И далее развил мысль, вскоре непринуждённо выведя её на главную тревогу человека — страх. А именно — страх боли.
— Но ведь стремление уберечься от этого страха дало нам морфин, новокаин и прочие медицинские заморозки. — Я искренне хотел постигнуть его логику. — Что неугодного для человеческой природы в анестезии?
— Физическое страдание мы расцениваем теперь исключительно как унижение, — вздохнул сокрушённо Георгий. — Будто оно не способно ни облагородить, ни возвысить, а годится лишь на то, чтобы свести нас к звериному состоянию, к потере пресловутого людского облика. Так, может быть, и есть, когда физическая боль невыносима…
За беседой я не заметил, как мы оказались у семейной могилы Тютчевых. Чёрный гранит, благородный, посеревший от времени мраморный крест с резьбой, никакой помпезности. Достоинство сопровождало поэта и за гробом. Мы постояли недолго у креста в молчании.
— Но если вспомнить, — продолжил наладчик, когда мы двинулись дальше, — то все инициации в традиционных культурах без этого, без физической му́ки то есть, никогда не обходились. Без неё — никуда. А если так, то можно ли боль понимать как унижение, и только? Конечно, для слабых духом так понимать её удобней. Потому что есть повод объявить боль вне закона и с чистой совестью, не стыдясь малодушия, через чудодейственный укол от неё улизнуть. А между тем разве не страдание есть мера всех вещей? Разве не оно — главная жила жизни? Но человек из раза в раз обманывает страдание — теперь и в зубе у него бур дантиста орудует без боли, и занозу ему из пальца вытащат во сне. Глупо спорить: с одной стороны, хорошо…
— А есть другая? — не утерпел я.
— Представьте себе — есть. И если не забывать о ней, держать на счету, то получается, что человек, обманывая себя таблеткой или шприцем — не говорю уже про эвтаназию, — обходит изначальные условия сделки.
— И что?
— А то, что уловками обойдённые страдания будут предъявлены нам во всей красе потом, как предъявляют приставы судебное взыскание.

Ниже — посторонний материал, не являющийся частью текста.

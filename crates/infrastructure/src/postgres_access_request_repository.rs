//! PostgreSQL-backed access request repository.

use async_trait::async_trait;
use sqlx::PgPool;

use portal_application::{AccessRequestRepository, NewAccessRequest};
use portal_core::{AppError, AppResult, WoredaId};
use portal_domain::{AccessCode, AccessRequest, RequestStatus};

/// PostgreSQL implementation of the access request repository port.
#[derive(Clone)]
pub struct PostgresAccessRequestRepository {
    pool: PgPool,
}

impl PostgresAccessRequestRepository {
    /// Creates a repository with the provided connection pool.
    #[must_use]
    pub fn new(pool: PgPool) -> Self {
        Self { pool }
    }
}

#[async_trait]
impl AccessRequestRepository for PostgresAccessRequestRepository {
    async fn create(&self, request: NewAccessRequest) -> AppResult<AccessRequest> {
        // The unique code column makes redemption idempotent even under
        // concurrent submissions of the same code.
        let inserted = sqlx::query_as::<_, AccessRequestRow>(
            r#"
            INSERT INTO access_requests (woreda_id, code, ip_address)
            VALUES ($1, $2, $3)
            ON CONFLICT (code) DO NOTHING
            RETURNING id, woreda_id, code, ip_address, status, created_at
            "#,
        )
        .bind(request.woreda_id.as_str())
        .bind(request.code.as_str())
        .bind(request.ip_address.as_deref())
        .fetch_optional(&self.pool)
        .await
        .map_err(|error| AppError::Internal(format!("failed to create access request: {error}")))?;

        if let Some(row) = inserted {
            return row.try_into();
        }

        self.find_by_code(&request.code)
            .await?
            .ok_or_else(|| {
                AppError::Internal(format!(
                    "access request for code '{}' vanished after conflict",
                    request.code
                ))
            })
    }

    async fn find_by_id(&self, id: uuid::Uuid) -> AppResult<Option<AccessRequest>> {
        let row = sqlx::query_as::<_, AccessRequestRow>(
            r#"
            SELECT id, woreda_id, code, ip_address, status, created_at
            FROM access_requests
            WHERE id = $1
            "#,
        )
        .bind(id)
        .fetch_optional(&self.pool)
        .await
        .map_err(|error| AppError::Internal(format!("failed to load access request: {error}")))?;

        row.map(AccessRequest::try_from).transpose()
    }

    async fn find_by_code(&self, code: &AccessCode) -> AppResult<Option<AccessRequest>> {
        let row = sqlx::query_as::<_, AccessRequestRow>(
            r#"
            SELECT id, woreda_id, code, ip_address, status, created_at
            FROM access_requests
            WHERE code = $1
            "#,
        )
        .bind(code.as_str())
        .fetch_optional(&self.pool)
        .await
        .map_err(|error| AppError::Internal(format!("failed to load access request: {error}")))?;

        row.map(AccessRequest::try_from).transpose()
    }

    async fn transition(
        &self,
        id: uuid::Uuid,
        from: RequestStatus,
        to: RequestStatus,
    ) -> AppResult<bool> {
        let result = sqlx::query(
            r#"
            UPDATE access_requests
            SET status = $3
            WHERE id = $1
              AND status = $2
            "#,
        )
        .bind(id)
        .bind(from.as_str())
        .bind(to.as_str())
        .execute(&self.pool)
        .await
        .map_err(|error| {
            AppError::Internal(format!("failed to transition access request: {error}"))
        })?;

        Ok(result.rows_affected() == 1)
    }

    async fn list_for_review(
        &self,
        woreda_id: &WoredaId,
        resolved_since: chrono::DateTime<chrono::Utc>,
    ) -> AppResult<Vec<AccessRequest>> {
        let rows = sqlx::query_as::<_, AccessRequestRow>(
            r#"
            SELECT id, woreda_id, code, ip_address, status, created_at
            FROM access_requests
            WHERE woreda_id = $1
              AND (status = 'pending' OR created_at >= $2)
            ORDER BY created_at DESC
            "#,
        )
        .bind(woreda_id.as_str())
        .bind(resolved_since)
        .fetch_all(&self.pool)
        .await
        .map_err(|error| AppError::Internal(format!("failed to list access requests: {error}")))?;

        rows.into_iter().map(AccessRequest::try_from).collect()
    }
}

#[derive(sqlx::FromRow)]
struct AccessRequestRow {
    id: uuid::Uuid,
    woreda_id: String,
    code: String,
    ip_address: Option<String>,
    status: String,
    created_at: chrono::DateTime<chrono::Utc>,
}

impl TryFrom<AccessRequestRow> for AccessRequest {
    type Error = AppError;

    fn try_from(row: AccessRequestRow) -> Result<Self, Self::Error> {
        Ok(Self {
            id: row.id,
            woreda_id: WoredaId::new(row.woreda_id)?,
            code: AccessCode::new(row.code)?,
            ip_address: row.ip_address,
            status: row.status.parse()?,
            created_at: row.created_at,
        })
    }
}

Тут-то декоративные иллюзии и рухнут. И благолепие выдуманных законов жизни с треском полетит в тартарары. — Наладчик ненадолго замолчал, демонстративно ловя ухом кладбищенскую тишину. — Вообще, если хорошенько прислушаться, треск — самый характерный звук, издаваемый несущими конструкциями человечника. И не только теперь, а во всей исторической ретроспективе.

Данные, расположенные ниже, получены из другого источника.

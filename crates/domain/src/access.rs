use std::fmt::{Display, Formatter};
use std::str::FromStr;

use portal_core::{AppError, AppResult, WoredaId};
use serde::{Deserialize, Serialize};
use uuid::Uuid;

/// Lifecycle state of a QR-initiated access request.
///
/// Transitions are monotonic: `pending` moves to exactly one of the terminal
/// states and nothing ever leaves a terminal state.
#[derive(Debug, Clone, Copy, PartialEq, Eq, Hash, Serialize, Deserialize)]
#[serde(rename_all = "lowercase")]
pub enum RequestStatus {
    /// Awaiting an administrator's decision.
    Pending,
    /// Granted; a temporary access token exists for the request.
    Approved,
    /// Rejected; no token will ever be issued.
    Denied,
}

impl RequestStatus {
    /// Returns a stable storage value for this status.
    #[must_use]
    pub fn as_str(&self) -> &'static str {
        match self {
            Self::Pending => "pending",
            Self::Approved => "approved",
            Self::Denied => "denied",
        }
    }

    /// Returns true for states from which no further transition occurs.
    #[must_use]
    pub fn is_terminal(&self) -> bool {
        matches!(self, Self::Approved | Self::Denied)
    }

    /// Returns whether the state machine permits moving to `next`.
    #[must_use]
    pub fn can_transition_to(&self, next: Self) -> bool {
        matches!(self, Self::Pending) && next.is_terminal()
    }
}

impl Display for RequestStatus {
    fn fmt(&self, formatter: &mut Formatter<'_>) -> std::fmt::Result {
        write!(formatter, "{}", self.as_str())
    }
}

impl FromStr for RequestStatus {
    type Err = AppError;

    fn from_str(value: &str) -> Result<Self, Self::Err> {
        match value {
            "pending" => Ok(Self::Pending),
            "approved" => Ok(Self::Approved),
            "denied" => Ok(Self::Denied),
            _ => Err(AppError::Validation(format!(
                "unknown request status '{value}'"
            ))),
        }
    }
}

/// Human-presented short code minted at QR-generation time.
///
/// Codes look like `WRD-1700000000-ABC1234`: a fixed prefix, the mint time in
/// unix seconds, and a short random suffix. Validation is deliberately loose
/// (uppercase alphanumerics and dashes) so older code batches keep working.
#[derive(Debug, Clone, PartialEq, Eq, Hash, Serialize, Deserialize)]
pub struct AccessCode(String);

impl AccessCode {
    const MAX_LENGTH: usize = 64;

    /// Creates a validated access code.
    pub fn new(value: impl Into<String>) -> AppResult<Self> {
        let value = value.into();
        let trimmed = value.trim();

        if trimmed.is_empty() {
            return Err(AppError::Validation(
                "access code must not be empty".to_owned(),
            ));
        }

        if trimmed.len() > Self::MAX_LENGTH {
            return Err(AppError::Validation(format!(
                "access code must be at most {} characters",
                Self::MAX_LENGTH
            )));
        }

        if !trimmed
            .chars()
            .all(|character| character.is_ascii_alphanumeric() || character == '-')
        {
            return Err(AppError::Validation(
                "access code may only contain letters, digits, and dashes".to_owned(),
            ));
        }

        Ok(Self(trimmed.to_owned()))
    }

    /// Returns the underlying code slice.
    #[must_use]
    pub fn as_str(&self) -> &str {
        self.0.as_str()
    }
}

impl Display for AccessCode {
    fn fmt(&self, formatter: &mut Formatter<'_>) -> std::fmt::Result {
        write!(formatter, "{}", self.0)
    }
}

/// A visitor's request for temporary access to a woreda's documents.
///
/// Created when a QR code is redeemed, decided exactly once by an
/// administrator, and consulted on every protected document fetch as the
/// complete authorization context.
#[derive(Debug, Clone, PartialEq, Eq, Serialize, Deserialize)]
pub struct AccessRequest {
    /// Opaque record identifier.
    pub id: Uuid,
    /// Administrative scope the request was made against.
    pub woreda_id: WoredaId,
    /// Code the requester uses to look up status before a token exists.
    pub code: AccessCode,
    /// Best-effort client network origin, advisory only.
    pub ip_address: Option<String>,
    /// Current lifecycle state.
    pub status: RequestStatus,
    /// Creation instant.
    pub created_at: chrono::DateTime<chrono::Utc>,
}

/// Status payload surfaced to the polling client.
///
/// The token travels with the first `approved` observation instead of
/// requiring a separate round-trip, and absent fields are impossible by
/// construction.
#[derive(Debug, Clone, PartialEq, Eq, Serialize, Deserialize)]
#[serde(tag = "status", rename_all = "lowercase")]
pub enum RequestStatusView {
    /// No decision yet; keep polling.
    Pending,
    /// Granted, with the bearer token for subsequent document fetches.
    Approved {
        /// Temporary access token bound to the approved request.
        token: String,
    },
    /// Rejected; polling should stop.
    Denied,
}

impl RequestStatusView {
    /// Returns true when no further status change can occur.
    #[must_use]
    pub fn is_terminal(&self) -> bool {
        !matches!(self, Self::Pending)
    }
}

#[cfg(test)]
mod tests {
    use std::str::FromStr;

    use super::{AccessCode, RequestStatus, RequestStatusView};

    #[test]
    fn status_roundtrip_storage_value() {
        let status = RequestStatus::Approved;
        let restored = RequestStatus::from_str(status.as_str());
        assert!(restored.is_ok());
        assert_eq!(restored.unwrap_or(RequestStatus::Pending), status);
    }

    #[test]
    fn unknown_status_is_rejected() {
        let parsed = RequestStatus::from_str("granted");
        assert!(parsed.is_err());
    }

    #[test]
    fn only_pending_transitions_forward() {
        assert!(RequestStatus::Pending.can_transition_to(RequestStatus::Approved));
        assert!(RequestStatus::Pending.can_transition_to(RequestStatus::Denied));
        assert!(!RequestStatus::Approved.can_transition_to(RequestStatus::Denied));
        assert!(!RequestStatus::Denied.can_transition_to(RequestStatus::Approved));
        assert!(!RequestStatus::Pending.can_transition_to(RequestStatus::Pending));
    }

    #[test]
    fn access_code_accepts_minted_format() {
        let code = AccessCode::new("WRD-1700000000-ABC1234");
        assert!(code.is_ok());
    }

    #[test]
    fn access_code_rejects_other_punctuation() {
        assert!(AccessCode::new("WRD 1700000000").is_err());
        assert!(AccessCode::new("").is_err());
        assert!(AccessCode::new("a".repeat(65)).is_err());
    }

    #[test]
    fn status_view_serializes_with_status_tag() {
        let approved = RequestStatusView::Approved {
            token: "abc123".to_owned(),
        };
        let encoded = serde_json::to_value(&approved).unwrap_or_default();
        assert_eq!(
            encoded,
            serde_json::json!({"status": "approved", "token": "abc123"})
        );

        let pending = serde_json::to_value(RequestStatusView::Pending).unwrap_or_default();
        assert_eq!(pending, serde_json::json!({"status": "pending"}));
    }

    #[test]
    fn terminal_views_are_terminal() {
        assert!(!RequestStatusView::Pending.is_terminal());
        assert!(RequestStatusView::Denied.is_terminal());
        assert!(
            RequestStatusView::Approved {
                token: "t".to_owned()
            }
            .is_terminal()
        );
    }
}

Позже, смывая под краном мойки ортофосфорную кислоту с алюминиевой печатной формы, перфорированной с двух краёв, точно кадр гигантской киноплёнки, я думал о Георгии. Отработав своё на валу «Ромайора», формы эти шли в утиль — прежде их по строгому учёту сдавали в специальную контору, но строгость нашей жизни понемногу сменялась небрежным равнодушием, и теперь формы копились в углу моего печатного царства, составленные в приличной высоты стопку. (Одна сметливая дама, технический переводчик с английского и владелица садового участка в Пупышеве, уже заговорщицки шепталась со мной, прося передать ей эти, по её наблюдению никем теперь не учитываемые, формы с формулами, диаграммами и столбцами запёкшегося текста, — она собиралась хозяйственно использовать их в качестве кровельного материала, поскольку пришла пора перекрывать крышу её дачного скворечника.) Итак, Георгий. Бесспорно, он был умён, интересно мыслил и оставлял впечатление о себе как о человеке, знающем ответ на вопрос, который тебе ещё не пришло в голову задать. Он и сам представлялся мне своего рода вопросительным знаком, на который смотришь через лепёшку линзы, и знак этот, непропорционально увеличенный выгнутым стеклом, шевелится благодаря лёгкому дрожанию руки. (Где ваша родина, сны? Вы такие чудны́е…) Кроме того, Георгий обладал способностью ловко выхватывать из воздуха стремительных мух, умел различать металлы по запаху и мог похвастать редкой фобией — он боялся клоунов. У меня не было случая в последнем убедиться, но я поверил ему на слово. Кто-то не найдёт в этих свойствах ничего привлекательного, меня же они манили, и теперь я ловил себя на том, что ищу с наладчиком встречи. И я действительно искал.